_TASK TO CARRY OUT:_
Take the records below and print them verbatim up to and including the line that carries "store's record map.".

_EXERCISE MATERIAL:_

■ ■ ■

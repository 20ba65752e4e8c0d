//! Undirected link graph over the record store.
//!
//! Version links live denormalized on the records themselves: each side
//! holds the other's path in `relatedVersions` and a metadata entry in
//! `linkMetadata`. This type is the only code allowed to touch those two
//! fields, and every operation updates both sides together, so the
//! symmetry and `relatedVersions == linkMetadata.keys()` invariants cannot
//! drift apart across call sites.

use crate::error::{Result, StashError};
use crate::linking::family::resolve_family_id;
use crate::types::{LinkInfo, LinkMethod, LinkType, ModelRecord};
use std::collections::BTreeMap;
use tracing::{debug, info};

/// A mutable view of the store's records as an undirected graph.
#[derive(Debug)]
pub struct LinkGraph<'a> {
    records: &'a mut BTreeMap<String, ModelRecord>,
}

impl<'a> LinkGraph<'a> {
    /// Wrap the store's record map.
    pub fn new(records: &'a mut BTreeMap<String, ModelRecord>) -> Self {
        Self { records }
    }

    /// Add (or overwrite) the edge between `a` and `b`.
    ///
    /// `meta_a` is stored on `a` (describing `b`), `meta_b` on `b`
    /// (describing `a`). Re-adding an existing edge overwrites its metadata
    /// and is otherwise a no-op, which is what makes pass retries
    /// idempotent.
    ///
    /// Self-edges are rejected, and both records must exist; a missing side
    /// yields `RecordNotFound` without having mutated the other side.
    pub fn add_edge(&mut self, a: &str, b: &str, meta_a: LinkInfo, meta_b: LinkInfo) -> Result<()> {
        if a == b {
            return Err(StashError::Validation {
                field: "edge".into(),
                message: format!("record cannot link to itself: {a}"),
            });
        }
        if !self.records.contains_key(b) {
            return Err(StashError::record_not_found(b));
        }

        let record_a = self
            .records
            .get_mut(a)
            .ok_or_else(|| StashError::record_not_found(a))?;
        record_a.related_versions.insert(b.to_string());
        record_a.link_metadata.insert(b.to_string(), meta_a);

        let record_b = self
            .records
            .get_mut(b)
            .ok_or_else(|| StashError::record_not_found(b))?;
        record_b.related_versions.insert(a.to_string());
        record_b.link_metadata.insert(a.to_string(), meta_b);

        debug!(a, b, "Linked");
        Ok(())
    }

    /// Remove the edge between `a` and `b` from whichever sides exist.
    ///
    /// Tolerant by design: either record may already be gone, and the edge
    /// may be half-present after external edits. Returns true if anything
    /// was removed.
    pub fn remove_edge(&mut self, a: &str, b: &str) -> bool {
        let mut removed = false;
        if let Some(record) = self.records.get_mut(a) {
            removed |= record.related_versions.remove(b);
            removed |= record.link_metadata.remove(b).is_some();
        }
        if let Some(record) = self.records.get_mut(b) {
            removed |= record.related_versions.remove(a);
            removed |= record.link_metadata.remove(a).is_some();
        }
        removed
    }

    /// Upgrade an existing assumed edge to a confirmed registry-id link.
    ///
    /// Called when a record that was size-matched later gains registry
    /// data proving the relationship. Rewrites metadata on both sides;
    /// a no-op returning false when the edge does not exist.
    pub fn upgrade_edge(&mut self, a: &str, b: &str, version_id: &str) -> bool {
        let present = self
            .records
            .get(a)
            .is_some_and(|r| r.link_metadata.contains_key(b))
            && self
                .records
                .get(b)
                .is_some_and(|r| r.link_metadata.contains_key(a));
        if !present {
            return false;
        }

        let confirmed = LinkInfo {
            link_type: LinkType::Confirmed,
            method: LinkMethod::CivitaiId,
            version_id: Some(version_id.to_string()),
            version_name: None,
            size_diff_percent: None,
        };

        if let Some(record) = self.records.get_mut(a) {
            record.link_metadata.insert(b.to_string(), confirmed.clone());
        }
        if let Some(record) = self.records.get_mut(b) {
            record.link_metadata.insert(a.to_string(), confirmed.reciprocal());
        }

        info!(a, b, version_id, "Upgraded assumed link to confirmed");
        true
    }

    /// Remove every edge of `origin` that contradicts its now-confirmed
    /// family id, plus any edge whose far record has vanished from the
    /// store. Returns the removed paths.
    ///
    /// Links made before a record had registry data can cross family
    /// boundaries; once a scrape proves the family, those edges are
    /// provably wrong and are pruned before new links are applied.
    pub fn remove_conflicting_edges(
        &mut self,
        origin: &str,
        confirmed_family_id: &str,
    ) -> Vec<String> {
        let Some(record) = self.records.get(origin) else {
            return Vec::new();
        };

        let mut to_remove = Vec::new();
        for related_path in &record.related_versions {
            match self.records.get(related_path) {
                None => {
                    // Dangling reference: the record was deleted.
                    to_remove.push(related_path.clone());
                }
                Some(related) => {
                    if let Some(related_family) = resolve_family_id(related) {
                        if related_family != confirmed_family_id {
                            to_remove.push(related_path.clone());
                        }
                    }
                }
            }
        }

        for related_path in &to_remove {
            self.remove_edge(origin, related_path);
            info!(
                origin,
                related = related_path.as_str(),
                family = confirmed_family_id,
                "Removed conflicting link"
            );
        }
        to_remove
    }
}

#[cfg(test)]
mod tests {
    use super::*;

    fn store_with(paths: &[&str]) -> BTreeMap<String, ModelRecord> {
        paths
            .iter()
            .map(|p| (p.to_string(), ModelRecord::default()))
            .collect()
    }

    fn confirmed() -> LinkInfo {
        LinkInfo::confirmed(LinkMethod::HashMatch, "100", "v1.0")
    }

    #[test]
    fn test_add_edge_updates_both_sides() {
        let mut records = store_with(&["a", "b"]);
        let mut graph = LinkGraph::new(&mut records);

        graph
            .add_edge("a", "b", confirmed(), confirmed().reciprocal())
            .unwrap();

        assert!(records["a"].related_versions.contains("b"));
        assert!(records["b"].related_versions.contains("a"));
        assert!(records["a"].link_metadata.contains_key("b"));
        assert!(records["b"].link_metadata.contains_key("a"));
    }

    #[test]
    fn test_add_edge_is_idempotent() {
        let mut records = store_with(&["a", "b"]);
        let mut graph = LinkGraph::new(&mut records);

        graph
            .add_edge("a", "b", confirmed(), confirmed().reciprocal())
            .unwrap();
        let snapshot = records.clone();

        let mut graph = LinkGraph::new(&mut records);
        graph
            .add_edge("a", "b", confirmed(), confirmed().reciprocal())
            .unwrap();
        assert_eq!(records, snapshot);
    }

    #[test]
    fn test_add_edge_rejects_self_link() {
        let mut records = store_with(&["a"]);
        let mut graph = LinkGraph::new(&mut records);

        let err = graph
            .add_edge("a", "a", confirmed(), confirmed())
            .unwrap_err();
        assert!(matches!(err, StashError::Validation { .. }));
        assert!(records["a"].related_versions.is_empty());
    }

    #[test]
    fn test_add_edge_missing_record_mutates_nothing() {
        let mut records = store_with(&["a"]);
        let mut graph = LinkGraph::new(&mut records);

        let err = graph
            .add_edge("a", "gone", confirmed(), confirmed())
            .unwrap_err();
        assert!(matches!(err, StashError::RecordNotFound { .. }));
        assert!(records["a"].related_versions.is_empty());
        assert!(records["a"].link_metadata.is_empty());
    }

    #[test]
    fn test_remove_edge_handles_missing_far_side() {
        let mut records = store_with(&["a", "b"]);
        {
            let mut graph = LinkGraph::new(&mut records);
            graph
                .add_edge("a", "b", confirmed(), confirmed().reciprocal())
                .unwrap();
        }
        records.remove("b");

        let mut graph = LinkGraph::new(&mut records);
        assert!(graph.remove_edge("a", "b"));
        assert!(records["a"].related_versions.is_empty());
        assert!(records["a"].link_metadata.is_empty());
    }

    #[test]
    fn test_conflict_cleanup_removes_foreign_family_symmetrically() {
        let mut records = store_with(&["a", "foreign", "neutral"]);
        records.get_mut("foreign").unwrap().family_id = Some("777".into());

        {
            let mut graph = LinkGraph::new(&mut records);
            graph
                .add_edge("a", "foreign", confirmed(), confirmed().reciprocal())
                .unwrap();
            graph
                .add_edge("a", "neutral", confirmed(), confirmed().reciprocal())
                .unwrap();
        }

        let mut graph = LinkGraph::new(&mut records);
        let removed = graph.remove_conflicting_edges("a", "453428");
        assert_eq!(removed, vec!["foreign".to_string()]);

        // Both sides of the conflicting edge are gone.
        assert!(!records["a"].related_versions.contains("foreign"));
        assert!(!records["foreign"].related_versions.contains("a"));
        assert!(!records["foreign"].link_metadata.contains_key("a"));

        // The family-neutral link survives.
        assert!(records["a"].related_versions.contains("neutral"));
    }

    #[test]
    fn test_conflict_cleanup_uses_url_resolved_family() {
        let mut records = store_with(&["a", "b"]);
        records.get_mut("b").unwrap().registry_url =
            Some("https://civitai.com/models/777".into());
        {
            let mut graph = LinkGraph::new(&mut records);
            graph
                .add_edge("a", "b", confirmed(), confirmed().reciprocal())
                .unwrap();
        }

        let mut graph = LinkGraph::new(&mut records);
        let removed = graph.remove_conflicting_edges("a", "453428");
        assert_eq!(removed, vec!["b".to_string()]);
    }

    #[test]
    fn test_conflict_cleanup_prunes_dangling_references() {
        let mut records = store_with(&["a", "b"]);
        {
            let mut graph = LinkGraph::new(&mut records);
            graph
                .add_edge("a", "b", confirmed(), confirmed().reciprocal())
                .unwrap();
        }
        records.remove("b");

        let mut graph = LinkGraph::new(&mut records);
        let removed = graph.remove_conflicting_edges("a", "453428");
        assert_eq!(removed, vec!["b".to_string()]);
        assert!(records["a"].related_versions.is_empty());
    }

    #[test]
    fn test_conflict_cleanup_keeps_same_family_links() {
        let mut records = store_with(&["a", "b"]);
        records.get_mut("b").unwrap().family_id = Some("453428".into());
        {
            let mut graph = LinkGraph::new(&mut records);
            graph
                .add_edge("a", "b", confirmed(), confirmed().reciprocal())
                .unwrap();
        }

        let mut graph = LinkGraph::new(&mut records);
        assert!(graph.remove_conflicting_edges("a", "453428").is_empty());
        assert!(records["a"].related_versions.contains("b"));
    }

    #[test]
    fn test_upgrade_edge_confirms_both_sides() {
        let mut records = store_with(&["a", "b"]);
        {
            let mut graph = LinkGraph::new(&mut records);
            let assumed = LinkInfo::assumed("100", "v1.0", 0.5);
            let far = assumed.reciprocal();
            graph.add_edge("a", "b", assumed, far).unwrap();
        }

        let mut graph = LinkGraph::new(&mut records);
        assert!(graph.upgrade_edge("a", "b", "100"));

        for (near, far) in [("a", "b"), ("b", "a")] {
            let meta = &records[near].link_metadata[far];
            assert_eq!(meta.link_type, LinkType::Confirmed);
            assert_eq!(meta.method, LinkMethod::CivitaiId);
        }
    }

    #[test]
    fn test_upgrade_edge_absent_is_noop() {
        let mut records = store_with(&["a", "b"]);
        let mut graph = LinkGraph::new(&mut records);
        assert!(!graph.upgrade_edge("a", "b", "100"));
        assert!(records["a"].link_metadata.is_empty());
    }
}
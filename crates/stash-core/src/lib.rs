//! Stash Core - headless library for AI model cataloging and registry
//! version linking.
//!
//! The crate owns two things: a JSON record store of locally known model
//! files, and the linking engine that reconciles those records against
//! scraped registry data — matching local files to remote versions by
//! hash, registry ids, or (as a labeled guess) file size, and maintaining
//! the bidirectional version-link graph plus newer-version flags.
//!
//! Scraping, file scanning, and any HTTP surface live in other processes;
//! they talk to this crate through [`ModelCatalog`].
//!
//! # Example
//!
//! ```rust,ignore
//! use stash_library::{LinkingConfig, ModelCatalog};
//!
//! #[tokio::main]
//! async fn main() -> stash_library::Result<()> {
//!     let catalog = ModelCatalog::new("/data/models.json");
//!     catalog.load().await?;
//!
//!     // After a successful scrape of one record:
//!     let report = catalog
//!         .ingest_scrape("loras/aduare.safetensors", &scrape, &LinkingConfig::default())
//!         .await?;
//!     println!(
//!         "linked {} confirmed, {} assumed",
//!         report.stats.confirmed_count, report.stats.assumed_count
//!     );
//!
//!     Ok(())
//! }
//! ```

pub mod config;
pub mod error;
pub mod linking;
pub mod store;
pub mod types;

// Re-export commonly used types
pub use config::{LinkingConfig, StoreConfig};
pub use error::{Result, StashError};
pub use linking::{
    detect_for_record, family_id_from_url, resolve_family_id, run_linking_pass, LinkGraph,
};
pub use store::{ModelCatalog, StoreDocument};
pub use types::{
    LinkInfo, LinkMatch, LinkMethod, LinkReport, LinkStats, LinkType, ModelRecord, NewerVersion,
    NewerVersionInfo, ScrapeData, ScrapedVersion, VariantHashes, VersionFile,
};
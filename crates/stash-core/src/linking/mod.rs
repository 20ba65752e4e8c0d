//! Version Linking & Reconciliation Engine.
//!
//! Reconciles one scraped model family against the whole record store:
//! which locally known files are versions of the same family, and how sure
//! are we? Evidence is tried strongest-first per remote version:
//!
//! 1. **Hash** — identical file hash (full SHA256 or the registry short
//!    form). Proof of identical content; confirmed.
//! 2. **Registry ids** — the candidate carries the same family and version
//!    identifiers the registry reported. Confirmed.
//! 3. **File size** — within tolerance, only when the version shipped no
//!    hashes at all, and only against records with no family evidence of
//!    their own. Assumed, with the size delta recorded for audit.
//!
//! Everything here is synchronous and purely in-memory: the engine is
//! handed a store document, mutates records' link fields, and returns a
//! report. Persistence, scheduling, and rate limiting belong to callers
//! (see [`ModelCatalog`]).
//!
//! [`ModelCatalog`]: crate::store::ModelCatalog

pub mod family;
pub mod graph;
pub mod matchers;
pub mod newer;

pub use family::{family_id_from_url, resolve_family_id};
pub use graph::LinkGraph;
pub use matchers::{find_hash_match, find_id_match, find_size_match, SizeMatch};
pub use newer::detect_for_record;

use crate::config::LinkingConfig;
use crate::error::Result;
use crate::store::StoreDocument;
use crate::types::{
    LinkInfo, LinkMatch, LinkMethod, LinkReport, ScrapeData, ScrapedVersion,
};
use tracing::{debug, info, warn};

/// Run one linking pass: reconcile `origin_path` against `scrape`.
///
/// Mutates only `relatedVersions` and `linkMetadata` on the affected
/// records. Errors only when the origin record itself is missing; a
/// candidate vanishing mid-pass drops that pairing and the pass continues.
///
/// A scrape describing a single version is skipped outright — with nothing
/// to cross-reference, any link (and any conflict cleanup) would rest on
/// evidence this engine refuses to act on alone.
pub fn run_linking_pass(
    store: &mut StoreDocument,
    origin_path: &str,
    scrape: &ScrapeData,
    config: &LinkingConfig,
) -> Result<LinkReport> {
    config.validate()?;
    store.require(origin_path)?;

    let total_versions = scrape.versions.len();
    if total_versions == 0 {
        debug!(origin = origin_path, "Scrape listed no versions");
        return Ok(LinkReport::empty(0));
    }
    if total_versions == 1 {
        // A lone version gives no corroborating siblings; linking against
        // it is how unrelated models with similar sizes get glued together.
        info!(origin = origin_path, "Single-version scrape, skipping");
        return Ok(LinkReport::empty(1));
    }

    info!(
        origin = origin_path,
        family = scrape.family_id.as_str(),
        versions = total_versions,
        "Linking pass started"
    );

    // The scrape just proved the origin's family; prune every stored link
    // that contradicts it before adding new ones.
    if !scrape.family_id.is_empty() {
        let removed =
            LinkGraph::new(&mut store.models).remove_conflicting_edges(origin_path, &scrape.family_id);
        if !removed.is_empty() {
            info!(
                origin = origin_path,
                removed = removed.len(),
                "Conflict cleanup removed links"
            );
        }
    }

    let mut confirmed: Vec<LinkMatch> = Vec::new();
    let mut assumed: Vec<LinkMatch> = Vec::new();

    for version in &scrape.versions {
        // The origin's own version is not a sibling.
        if scrape.current_version_id.as_deref() == Some(version.id.as_str()) {
            continue;
        }

        debug!(
            origin = origin_path,
            version_id = version.id.as_str(),
            version_name = version.name.as_str(),
            "Searching for local copy of remote version"
        );

        if let Some(m) = match_version(store, origin_path, scrape, version, config) {
            match m.method {
                LinkMethod::FileSize => assumed.push(m),
                _ => confirmed.push(m),
            }
        } else {
            debug!(
                origin = origin_path,
                version_id = version.id.as_str(),
                "No local match"
            );
        }
    }

    apply_links(store, origin_path, &mut confirmed, &mut assumed);

    let report = LinkReport {
        stats: crate::types::LinkStats {
            total_versions,
            confirmed_count: confirmed.len(),
            assumed_count: assumed.len(),
        },
        confirmed,
        assumed,
    };

    info!(
        origin = origin_path,
        confirmed = report.stats.confirmed_count,
        assumed = report.stats.assumed_count,
        "Linking pass finished"
    );
    Ok(report)
}

/// Match one remote version against the store, strongest evidence first.
fn match_version(
    store: &StoreDocument,
    origin_path: &str,
    scrape: &ScrapeData,
    version: &ScrapedVersion,
    config: &LinkingConfig,
) -> Option<LinkMatch> {
    let target_hashes: Vec<String> = version
        .files
        .iter()
        .filter_map(|f| f.hash.as_deref())
        .filter_map(matchers::normalize_hash)
        .collect();
    let target_sizes: Vec<u64> = version
        .files
        .iter()
        .map(|f| f.size_bytes)
        .filter(|&s| s > 0)
        .collect();

    // Tier 1: hash.
    if let Some(path) = matchers::find_hash_match(&store.models, origin_path, &target_hashes) {
        return Some(link_match(
            store,
            path,
            LinkMethod::HashMatch,
            version,
            None,
        ));
    }

    // Tier 2: registry family + version ids.
    if let Some(path) =
        matchers::find_id_match(&store.models, origin_path, &scrape.family_id, &version.id)
    {
        return Some(link_match(store, path, LinkMethod::CivitaiId, version, None));
    }

    // Tier 3: file size, only when this version shipped no usable hash.
    if target_hashes.is_empty() && !target_sizes.is_empty() {
        if let Some(size_match) = matchers::find_size_match(
            &store.models,
            origin_path,
            &scrape.family_id,
            &target_sizes,
            config.size_tolerance,
        ) {
            return Some(link_match(
                store,
                size_match.path,
                LinkMethod::FileSize,
                version,
                Some(size_match.diff_percent),
            ));
        }
    }

    None
}

fn link_match(
    store: &StoreDocument,
    path: String,
    method: LinkMethod,
    version: &ScrapedVersion,
    size_diff_percent: Option<f64>,
) -> LinkMatch {
    let name = store.models.get(&path).and_then(|r| r.name.clone());
    LinkMatch {
        path,
        name,
        method,
        version_id: version.id.clone(),
        version_name: version.name.clone(),
        size_diff_percent,
    }
}

/// Apply the collected matches as bidirectional edges.
///
/// A pairing whose record vanished is dropped from the report; the rest
/// of the pass still applies. Re-applying the same matches overwrites
/// identical metadata, so retries are idempotent.
fn apply_links(
    store: &mut StoreDocument,
    origin_path: &str,
    confirmed: &mut Vec<LinkMatch>,
    assumed: &mut Vec<LinkMatch>,
) {
    let mut graph = LinkGraph::new(&mut store.models);

    let mut apply = |matches: &mut Vec<LinkMatch>| {
        matches.retain(|m| {
            let meta = match m.method {
                LinkMethod::FileSize => LinkInfo::assumed(
                    m.version_id.clone(),
                    m.version_name.clone(),
                    m.size_diff_percent.unwrap_or_default(),
                ),
                method => {
                    LinkInfo::confirmed(method, m.version_id.clone(), m.version_name.clone())
                }
            };
            let reciprocal = meta.reciprocal();
            match graph.add_edge(origin_path, &m.path, meta, reciprocal) {
                Ok(()) => true,
                Err(e) => {
                    warn!(
                        origin = origin_path,
                        path = m.path.as_str(),
                        error = %e,
                        "Dropping link whose record vanished"
                    );
                    false
                }
            }
        });
    };

    apply(confirmed);
    apply(assumed);
}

■ ■ ■

_COMPLETED TASK:_
repository 20ba65752e4e8c0d
//! Undirected link graph over the record store.
//!
//! Version links live denormalized on the records themselves: each side
//! holds the other's path in `relatedVersions` and a metadata entry in
//! `linkMetadata`. This type is the only code allowed to touch those two
//! fields, and every operation updates both sides together, so the
//! symmetry and `relatedVersions == linkMetadata.keys()` invariants cannot
//! drift apart across call sites.

use crate::error::{Result, StashError};
use crate::linking::family::resolve_family_id;
use crate::types::{LinkInfo, LinkMethod, LinkType, ModelRecord};
use std::collections::BTreeMap;
use tracing::{debug, info};

/// A mutable view of the store's records as an undirected graph.
#[derive(Debug)]
pub struct LinkGraph<'a> {
    records: &'a mut BTreeMap<String, ModelRecord>,
}

impl<'a> LinkGraph<'a> {
    /// Wrap the store's record map.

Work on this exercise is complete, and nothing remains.